Available data »
//! Schema validation error types
//!
//! Error codes:
//! - FORM_NAME_REQUIRED
//! - FORM_ACCOUNT_ID_OUT_OF_RANGE
//! - FORM_SECTIONS_REQUIRED
//! - FORM_SECTION_NAME_REQUIRED
//! - FORM_SECTION_STATUS_OUT_OF_RANGE
//! - FORM_SECTION_FIELDS_REQUIRED
//! - FORM_FIELD_NAME_REQUIRED
//! - FORM_FIELD_STATUS_OUT_OF_RANGE
//! - FORM_FIELD_TYPE_UNKNOWN
//! - FORM_FIELD_OPTIONS_REQUIRED
//!
//! Every validation error is recoverable: the message is shown to the user,
//! the submission is aborted and the builder state is kept.

use std::fmt;

/// Validation error codes, one per structural rule
#[derive(Debug, Clone, Copy, PartialEq, Eq)]
pub enum ValidationErrorCode {
    /// Form name is blank
    FormNameRequired,
    /// account_id outside 1-10
    AccountIdOutOfRange,
    /// Template has no sections
    SectionsRequired,
    /// Section name is blank
    SectionNameRequired,
    /// Section reservation status id is not an integer in 1-10
    SectionStatusOutOfRange,
    /// Section has no fields
    SectionFieldsRequired,
    /// Field name is blank
    FieldNameRequired,
    /// Field reservation status id is not an integer in 1-10
    FieldStatusOutOfRange,
    /// Field type tag is not in the registry
    FieldTypeUnknown,
    /// select/checkbox field has no options
    FieldOptionsRequired,
}

impl ValidationErrorCode {
    /// Returns the stable string code
    pub fn code(&self) -> &'static str {
        match self {
            Self::FormNameRequired => "FORM_NAME_REQUIRED",
            Self::AccountIdOutOfRange => "FORM_ACCOUNT_ID_OUT_OF_RANGE",
            Self::SectionsRequired => "FORM_SECTIONS_REQUIRED",
            Self::SectionNameRequired => "FORM_SECTION_NAME_REQUIRED",
            Self::SectionStatusOutOfRange => "FORM_SECTION_STATUS_OUT_OF_RANGE",
            Self::SectionFieldsRequired => "FORM_SECTION_FIELDS_REQUIRED",
            Self::FieldNameRequired => "FORM_FIELD_NAME_REQUIRED",
            Self::FieldStatusOutOfRange => "FORM_FIELD_STATUS_OUT_OF_RANGE",
            Self::FieldTypeUnknown => "FORM_FIELD_TYPE_UNKNOWN",
            Self::FieldOptionsRequired => "FORM_FIELD_OPTIONS_REQUIRED",
        }
    }
}

impl fmt::Display for ValidationErrorCode {
    fn fmt(&self, f: &mut fmt::Formatter<'_>) -> fmt::Result {
        write!(f, "{}", self.code())
    }
}

/// Validation error with the offending location
#[derive(Debug, Clone, PartialEq, Eq)]
pub struct ValidationError {
    code: ValidationErrorCode,
    message: String,
    section: Option<String>,
    field: Option<String>,
}

impl ValidationError {
    fn new(code: ValidationErrorCode, message: impl Into<String>) -> Self {
        Self {
            code,
            message: message.into(),
            section: None,
            field: None,
        }
    }

    fn in_section(mut self, section: &str) -> Self {
        self.section = Some(section.to_string());
        self
    }

    fn on_field(mut self, field: &str) -> Self {
        self.field = Some(field.to_string());
        self
    }

    pub fn form_name_required() -> Self {
        Self::new(ValidationErrorCode::FormNameRequired, "Form name is required")
    }

    pub fn account_id_out_of_range() -> Self {
        Self::new(
            ValidationErrorCode::AccountIdOutOfRange,
            "Account ID must be between 1 and 10",
        )
    }

    pub fn sections_required() -> Self {
        Self::new(
            ValidationErrorCode::SectionsRequired,
            "At least one section is required",
        )
    }

    /// `position` is 1-based
    pub fn section_name_required(position: usize) -> Self {
        Self::new(
            ValidationErrorCode::SectionNameRequired,
            format!("Section {} name is required", position),
        )
    }

    pub fn section_status_out_of_range(section: &str) -> Self {
        Self::new(
            ValidationErrorCode::SectionStatusOutOfRange,
            format!(
                "Section {} reservation status ID must be between 1 and 10",
                section
            ),
        )
        .in_section(section)
    }

    pub fn section_fields_required(section: &str) -> Self {
        Self::new(
            ValidationErrorCode::SectionFieldsRequired,
            format!("Section {} must have at least one field", section),
        )
        .in_section(section)
    }

    pub fn field_name_required(section: &str) -> Self {
        Self::new(
            ValidationErrorCode::FieldNameRequired,
            format!("Field name is required in section {}", section),
        )
        .in_section(section)
    }

    pub fn field_status_out_of_range(section: &str, field: &str) -> Self {
        Self::new(
            ValidationErrorCode::FieldStatusOutOfRange,
            format!(
                "Field {} reservation status ID must be between 1 and 10",
                field
            ),
        )
        .in_section(section)
        .on_field(field)
    }

    pub fn field_type_unknown(section: &str, field: &str) -> Self {
        Self::new(
            ValidationErrorCode::FieldTypeUnknown,
            format!("Invalid field type for {}", field),
        )
        .in_section(section)
        .on_field(field)
    }

    pub fn field_options_required(section: &str, field: &str, field_type: &str) -> Self {
        Self::new(
            ValidationErrorCode::FieldOptionsRequired,
            format!("Options are required for {} field \"{}\"", field_type, field),
        )
        .in_section(section)
        .on_field(field)
    }

    /// Returns the error code
    pub fn code(&self) -> ValidationErrorCode {
        self.code
    }

    /// Returns the user-facing message
    pub fn message(&self) -> &str {
        &self.message
    }

    /// Returns the offending section name, if any
    pub fn section(&self) -> Option<&str> {
        self.section.as_deref()
    }

    /// Returns the offending field name, if any
    pub fn field(&self) -> Option<&str> {
        self.field.as_deref()
    }
}

impl fmt::Display for ValidationError {
    fn fmt(&self, f: &mut fmt::Formatter<'_>) -> fmt::Result {
        write!(f, "{}: {}", self.code, self.message)
    }
}

impl std::error::Error for ValidationError {}

/// Result type for validation
pub type ValidationResult<T> = Result<T, ValidationError>;
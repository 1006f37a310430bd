//! Builds the wire schema from raw builder state
//!
//! - Form name and description are trimmed; a blank description is null
//! - The account id is coerced to an integer (0 when it does not parse)
//! - field_id is a global counter from 1, section-then-field order
//! - select/checkbox options come from the comma-separated custom input
//! - other types keep the options held on the field
//! - a missing reservation status name defaults to "active"
//! - every field of a required section is required
//!
//! Normalization never fails and never mutates its input. Anything it
//! cannot fix is left for the validator to reject.

use crate::builder::{BuilderState, RawField, RawSection};

use super::registry::{self, DEFAULT_STATUS_NAME};
use super::types::{Field, Schema, Section};

/// Normalizes builder state into a schema.
pub fn normalize(state: &BuilderState) -> Schema {
    let mut next_id: u32 = 1;

    let template = state
        .sections
        .iter()
        .map(|section| normalize_section(section, &mut next_id))
        .collect();

    let description = state.form_description.trim();

    Schema {
        name: state.form_name.trim().to_string(),
        description: if description.is_empty() {
            None
        } else {
            Some(description.to_string())
        },
        account_id: coerce_account_id(&state.account_id),
        template,
    }
}

fn normalize_section(section: &RawSection, next_id: &mut u32) -> Section {
    let fields = section
        .fields
        .iter()
        .map(|field| {
            let id = *next_id;
            *next_id += 1;
            normalize_field(field, id, section.required)
        })
        .collect();

    Section {
        section_name: section.name.trim().to_string(),
        required: section.required,
        reservation_status_name: status_name(&section.reservation_status_name),
        reservation_status_id: section.reservation_status_id.clone(),
        fields,
    }
}

fn normalize_field(field: &RawField, field_id: u32, section_required: bool) -> Field {
    let custom = registry::lookup(&field.field_type).map_or(false, |entry| entry.has_custom_options);

    let options = if custom {
        split_custom_options(&field.custom_options)
    } else {
        field.options.clone()
    };

    Field {
        field_id,
        name: field.name.trim().to_string(),
        field_type: field.field_type.clone(),
        options,
        required: field.required || section_required,
        reservation_status_name: status_name(&field.reservation_status_name),
        reservation_status_id: field.reservation_status_id.clone(),
    }
}

fn status_name(name: &Option<String>) -> String {
    name.clone()
        .unwrap_or_else(|| DEFAULT_STATUS_NAME.to_string())
}

/// Splits comma-separated options, trimming entries and dropping empties.
///
/// Order and duplicates are preserved.
pub fn split_custom_options(raw: &str) -> Vec<String> {
    raw.split(',')
        .map(str::trim)
        .filter(|option| !option.is_empty())
        .map(str::to_string)
        .collect()
}

/// Parses the typed account id; anything unparseable becomes 0.
pub fn coerce_account_id(raw: &str) -> i64 {
    raw.trim().parse().unwrap_or(0)
}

Directions » From the entries above, copy each line that holds "AccountIdOutOfRange".

Answer to this exercise »
    AccountIdOutOfRange,
            Self::AccountIdOutOfRange => "FORM_ACCOUNT_ID_OUT_OF_RANGE",
            ValidationErrorCode::AccountIdOutOfRange,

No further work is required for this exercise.